◆ WORK TO COMPLETE
The answer should contain each record below, repeated exactly.

┌──

use maze_core::{
    directions_along, Difficulty, Direction, GameSession, MoveResult, Position, ScoringConfig,
    WinReport,
};
use serde::{Deserialize, Serialize};
use std::cell::RefCell;
use std::fs;
use std::path::Path;
use std::rc::Rc;

/// Environment variable consulted for a seed when none is configured
pub const SEED_ENV_VAR: &str = "MAZE_SEED";

/// Simulated time between replayed moves
pub const DEFAULT_MOVE_INTERVAL_MS: u64 = 250;

/// Longest simulated gap between replayed moves (1 hour)
pub const MAX_MOVE_INTERVAL_MS: u64 = 3_600_000;

/// Largest moves file accepted (10MB)
const MAX_MOVES_FILE_BYTES: usize = 10_000_000;

/// Largest moves list accepted
pub const MAX_MOVES: usize = 10_000;

/// Host settings, loadable from a JSON file
///
/// Every field is optional in the file; missing ones take defaults.
#[derive(Debug, Clone, Default, PartialEq, Eq, Serialize, Deserialize)]
#[serde(default)]
pub struct HostConfig {
    pub difficulty: Difficulty,
    /// Seed for reproducible levels; random when absent
    pub seed: Option<u64>,
    pub move_interval_ms: Option<u64>,
    pub scoring: ScoringConfig,
}

impl HostConfig {
    pub fn load(path: impl AsRef<Path>) -> Result<Self, Box<dyn std::error::Error>> {
        let json = fs::read_to_string(path)?;
        let config: HostConfig = serde_json::from_str(&json)?;
        config.validate()?;
        Ok(config)
    }

    /// Reject move intervals and scoring values outside the accepted range
    pub fn validate(&self) -> Result<(), Box<dyn std::error::Error>> {
        if self.move_interval_ms() > MAX_MOVE_INTERVAL_MS {
            return Err(format!(
                "move_interval_ms {} exceeds {}",
                self.move_interval_ms(),
                MAX_MOVE_INTERVAL_MS
            )
            .into());
        }
        self.scoring.validate()?;
        Ok(())
    }

    /// The configured seed, else `MAZE_SEED`, else a fresh random one
    pub fn resolve_seed(&self) -> Result<u64, Box<dyn std::error::Error>> {
        if let Some(seed) = self.seed {
            return Ok(seed);
        }
        match std::env::var(SEED_ENV_VAR) {
            Ok(value) => match value.trim().parse::<u64>() {
                Ok(seed) => Ok(seed),
                Err(_) => Err(format!(
                    "Invalid {}: '{}'. Must be a positive integer.",
                    SEED_ENV_VAR, value
                )
                .into()),
            },
            Err(_) => Ok(rand::random()),
        }
    }

    pub fn move_interval_ms(&self) -> u64 {
        self.move_interval_ms.unwrap_or(DEFAULT_MOVE_INTERVAL_MS)
    }
}

/// Exported description of a generated level
#[derive(Debug, Clone, Serialize, Deserialize)]
pub struct GeneratedMaze {
    pub difficulty: Difficulty,
    pub seed: u64,
    pub width: usize,
    pub height: usize,

    /// Doubled-resolution grid (0=wall, 1=path)
    pub grid: Vec<Vec<u8>>,

    pub solution: Vec<Position>,

    /// The solution as direction codes (0=up, 1=right, 2=down, 3=left)
    pub solution_moves: Vec<u8>,

    pub coins: Vec<Position>,

    /// Text rendering, `#` walls, `$` coins
    pub ascii: String,
}

/// Result of replaying a moves list against a seeded level
#[derive(Debug, Clone, PartialEq, Eq, Serialize, Deserialize)]
pub struct ReplayReport {
    pub seed: u64,
    pub difficulty: Difficulty,
    pub reached_exit: bool,
    pub moves_accepted: u32,
    pub moves_rejected: u32,
    pub items_collected: u32,
    pub elapsed_ms: u64,

    #[serde(skip_serializing_if = "Option::is_none")]
    pub score: Option<u64>,

    #[serde(skip_serializing_if = "Option::is_none")]
    pub win: Option<WinReport>,
}

/// Generate the level a seed and difficulty describe
///
/// # Example
/// ```no_run
/// use host::{generate_level, HostConfig};
///
/// let config = HostConfig { seed: Some(2024), ..HostConfig::default() };
/// let level = generate_level(&config).unwrap();
/// println!("{}", level.ascii);
/// ```
pub fn generate_level(config: &HostConfig) -> Result<GeneratedMaze, Box<dyn std::error::Error>> {
    let seed = config.resolve_seed()?;
    tracing::info!("Generating {} maze for seed {}", config.difficulty, seed);

    let session = GameSession::seeded(config.difficulty, seed, config.scoring.clone())?;
    let level = session.level();
    let maze = level.maze();

    let coins = maze
        .positions()
        .filter(|&pos| session.item_at(pos))
        .collect();

    Ok(GeneratedMaze {
        difficulty: config.difficulty,
        seed,
        width: maze.width(),
        height: maze.height(),
        grid: maze.to_binary_grid(),
        solution: level.solution().to_vec(),
        solution_moves: directions_along(level.solution())
            .into_iter()
            .map(Direction::code)
            .collect(),
        coins,
        ascii: maze.to_string(),
    })
}

/// Replay direction codes against the level for `config`
///
/// Unknown codes count as rejected moves, same as walking into a wall.
/// Moves are spaced `move_interval_ms` apart on a simulated clock.
pub fn replay_moves(
    config: &HostConfig,
    moves: &[u8],
) -> Result<ReplayReport, Box<dyn std::error::Error>> {
    config.validate()?;
    let seed = config.resolve_seed()?;
    let interval = config.move_interval_ms();

    tracing::info!("Replaying {} moves on {} maze seed {}", moves.len(), config.difficulty, seed);

    let win: Rc<RefCell<Option<WinReport>>> = Rc::new(RefCell::new(None));
    let sink = Rc::clone(&win);
    let mut session = GameSession::seeded(config.difficulty, seed, config.scoring.clone())?
        .with_stats_sink(move |report: &WinReport| *sink.borrow_mut() = Some(*report));

    let mut rejected = 0u32;
    let mut now_ms = 0u64;
    for (i, &code) in moves.iter().enumerate() {
        now_ms = (i as u64 + 1)
            .checked_mul(interval)
            .ok_or("Simulated replay clock overflowed")?;
        let result = match Direction::from_code(code) {
            Some(dir) => session.try_move(dir, now_ms),
            None => {
                tracing::warn!("Move {} has invalid direction code {}", i, code);
                MoveResult::Rejected
            }
        };
        if !result.accepted() {
            rejected += 1;
        }
    }

    let run = session.run().summary(now_ms);
    let win = *win.borrow();

    tracing::info!(
        "Replay finished: exit {}, {} accepted, {} rejected",
        if session.run().is_won() { "reached" } else { "not reached" },
        run.moves,
        rejected
    );

    Ok(ReplayReport {
        seed,
        difficulty: config.difficulty,
        reached_exit: session.run().is_won(),
        moves_accepted: run.moves,
        moves_rejected: rejected,
        items_collected: run.items_collected,
        elapsed_ms: run.elapsed_ms,
        score: session.final_score(),
        win,
    })
}

pub fn save_json<T: Serialize>(value: &T, path: &str) -> Result<(), Box<dyn std::error::Error>> {
    let json = serde_json::to_string_pretty(value)?;
    fs::write(path, json)?;
    Ok(())
}

/// Load a JSON array of direction codes
pub fn load_moves(path: &str) -> Result<Vec<u8>, Box<dyn std::error::Error>> {
    let json = fs::read_to_string(path)?;

    // Validate file size (prevent loading gigabytes into memory)
    if json.len() > MAX_MOVES_FILE_BYTES {
        return Err("Moves file is too large (max 10MB)".into());
    }

    let moves: Vec<u8> = serde_json::from_str(&json)?;

    if moves.is_empty() {
        return Err("Moves array is empty".into());
    }

    if moves.len() > MAX_MOVES {
        return Err(format!("Too many moves: {} (max {})", moves.len(), MAX_MOVES).into());
    }

    Ok(moves)
}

└──

◆ RESULT OF THIS TASK
use maze_core::{
    directions_along, Difficulty, Direction, GameSession, MoveResult, Position, ScoringConfig,
    WinReport,
};
use serde::{Deserialize, Serialize};
use std::cell::RefCell;
use std::fs;
use std::path::Path;
use std::rc::Rc;

/// Environment variable consulted for a seed when none is configured
pub const SEED_ENV_VAR: &str = "MAZE_SEED";

/// Simulated time between replayed moves
pub const DEFAULT_MOVE_INTERVAL_MS: u64 = 250;

/// Longest simulated gap between replayed moves (1 hour)
pub const MAX_MOVE_INTERVAL_MS: u64 = 3_600_000;

/// Largest moves file accepted (10MB)
const MAX_MOVES_FILE_BYTES: usize = 10_000_000;

/// Largest moves list accepted
pub const MAX_MOVES: usize = 10_000;

/// Host settings, loadable from a JSON file
///
/// Every field is optional in the file; missing ones take defaults.
#[derive(Debug, Clone, Default, PartialEq, Eq, Serialize, Deserialize)]
#[serde(default)]
pub struct HostConfig {
    pub difficulty: Difficulty,
    /// Seed for reproducible levels; random when absent
    pub seed: Option<u64>,
    pub move_interval_ms: Option<u64>,
    pub scoring: ScoringConfig,
}

impl HostConfig {
    pub fn load(path: impl AsRef<Path>) -> Result<Self, Box<dyn std::error::Error>> {
        let json = fs::read_to_string(path)?;
        let config: HostConfig = serde_json::from_str(&json)?;
        config.validate()?;
        Ok(config)
    }

    /// Reject move intervals and scoring values outside the accepted range
    pub fn validate(&self) -> Result<(), Box<dyn std::error::Error>> {
        if self.move_interval_ms() > MAX_MOVE_INTERVAL_MS {
            return Err(format!(
                "move_interval_ms {} exceeds {}",
                self.move_interval_ms(),
                MAX_MOVE_INTERVAL_MS
            )
            .into());
        }
        self.scoring.validate()?;
        Ok(())
    }

    /// The configured seed, else `MAZE_SEED`, else a fresh random one
    pub fn resolve_seed(&self) -> Result<u64, Box<dyn std::error::Error>> {
        if let Some(seed) = self.seed {
            return Ok(seed);
        }
        match std::env::var(SEED_ENV_VAR) {
            Ok(value) => match value.trim().parse::<u64>() {
                Ok(seed) => Ok(seed),
                Err(_) => Err(format!(
                    "Invalid {}: '{}'. Must be a positive integer.",
                    SEED_ENV_VAR, value
                )
                .into()),
            },
            Err(_) => Ok(rand::random()),
        }
    }

    pub fn move_interval_ms(&self) -> u64 {
        self.move_interval_ms.unwrap_or(DEFAULT_MOVE_INTERVAL_MS)
    }
}

/// Exported description of a generated level
#[derive(Debug, Clone, Serialize, Deserialize)]
pub struct GeneratedMaze {
    pub difficulty: Difficulty,
    pub seed: u64,
    pub width: usize,
    pub height: usize,

    /// Doubled-resolution grid (0=wall, 1=path)
    pub grid: Vec<Vec<u8>>,

    pub solution: Vec<Position>,

    /// The solution as direction codes (0=up, 1=right, 2=down, 3=left)
    pub solution_moves: Vec<u8>,

    pub coins: Vec<Position>,

    /// Text rendering, `#` walls, `$` coins
    pub ascii: String,
}

/// Result of replaying a moves list against a seeded level
#[derive(Debug, Clone, PartialEq, Eq, Serialize, Deserialize)]
pub struct ReplayReport {
    pub seed: u64,
    pub difficulty: Difficulty,
    pub reached_exit: bool,
    pub moves_accepted: u32,
    pub moves_rejected: u32,
    pub items_collected: u32,
    pub elapsed_ms: u64,

    #[serde(skip_serializing_if = "Option::is_none")]
    pub score: Option<u64>,

    #[serde(skip_serializing_if = "Option::is_none")]
    pub win: Option<WinReport>,
}

/// Generate the level a seed and difficulty describe
///
/// # Example
/// ```no_run
/// use host::{generate_level, HostConfig};
///
/// let config = HostConfig { seed: Some(2024), ..HostConfig::default() };
/// let level = generate_level(&config).unwrap();
/// println!("{}", level.ascii);
/// ```
pub fn generate_level(config: &HostConfig) -> Result<GeneratedMaze, Box<dyn std::error::Error>> {
    let seed = config.resolve_seed()?;
    tracing::info!("Generating {} maze for seed {}", config.difficulty, seed);

    let session = GameSession::seeded(config.difficulty, seed, config.scoring.clone())?;
    let level = session.level();
    let maze = level.maze();

    let coins = maze
        .positions()
        .filter(|&pos| session.item_at(pos))
        .collect();

    Ok(GeneratedMaze {
        difficulty: config.difficulty,
        seed,
        width: maze.width(),
        height: maze.height(),
        grid: maze.to_binary_grid(),
        solution: level.solution().to_vec(),
        solution_moves: directions_along(level.solution())
            .into_iter()
            .map(Direction::code)
            .collect(),
        coins,
        ascii: maze.to_string(),
    })
}

/// Replay direction codes against the level for `config`
///
/// Unknown codes count as rejected moves, same as walking into a wall.
/// Moves are spaced `move_interval_ms` apart on a simulated clock.
pub fn replay_moves(
    config: &HostConfig,
    moves: &[u8],
) -> Result<ReplayReport, Box<dyn std::error::Error>> {
    config.validate()?;
    let seed = config.resolve_seed()?;
    let interval = config.move_interval_ms();

    tracing::info!("Replaying {} moves on {} maze seed {}", moves.len(), config.difficulty, seed);

    let win: Rc<RefCell<Option<WinReport>>> = Rc::new(RefCell::new(None));
    let sink = Rc::clone(&win);
    let mut session = GameSession::seeded(config.difficulty, seed, config.scoring.clone())?
        .with_stats_sink(move |report: &WinReport| *sink.borrow_mut() = Some(*report));

    let mut rejected = 0u32;
    let mut now_ms = 0u64;
    for (i, &code) in moves.iter().enumerate() {
        now_ms = (i as u64 + 1)
            .checked_mul(interval)
            .ok_or("Simulated replay clock overflowed")?;
        let result = match Direction::from_code(code) {
            Some(dir) => session.try_move(dir, now_ms),
            None => {
                tracing::warn!("Move {} has invalid direction code {}", i, code);
                MoveResult::Rejected
            }
        };
        if !result.accepted() {
            rejected += 1;
        }
    }

    let run = session.run().summary(now_ms);
    let win = *win.borrow();

    tracing::info!(
        "Replay finished: exit {}, {} accepted, {} rejected",
        if session.run().is_won() { "reached" } else { "not reached" },
        run.moves,
        rejected
    );

    Ok(ReplayReport {
        seed,
        difficulty: config.difficulty,
        reached_exit: session.run().is_won(),
        moves_accepted: run.moves,
        moves_rejected: rejected,
        items_collected: run.items_collected,
        elapsed_ms: run.elapsed_ms,
        score: session.final_score(),
        win,
    })
}

pub fn save_json<T: Serialize>(value: &T, path: &str) -> Result<(), Box<dyn std::error::Error>> {
    let json = serde_json::to_string_pretty(value)?;
    fs::write(path, json)?;
    Ok(())
}

/// Load a JSON array of direction codes
pub fn load_moves(path: &str) -> Result<Vec<u8>, Box<dyn std::error::Error>> {
    let json = fs::read_to_string(path)?;

    // Validate file size (prevent loading gigabytes into memory)
    if json.len() > MAX_MOVES_FILE_BYTES {
        return Err("Moves file is too large (max 10MB)".into());
    }

    let moves: Vec<u8> = serde_json::from_str(&json)?;

    if moves.is_empty() {
        return Err("Moves array is empty".into());
    }

    if moves.len() > MAX_MOVES {
        return Err(format!("Too many moves: {} (max {})", moves.len(), MAX_MOVES).into());
    }

    Ok(moves)
}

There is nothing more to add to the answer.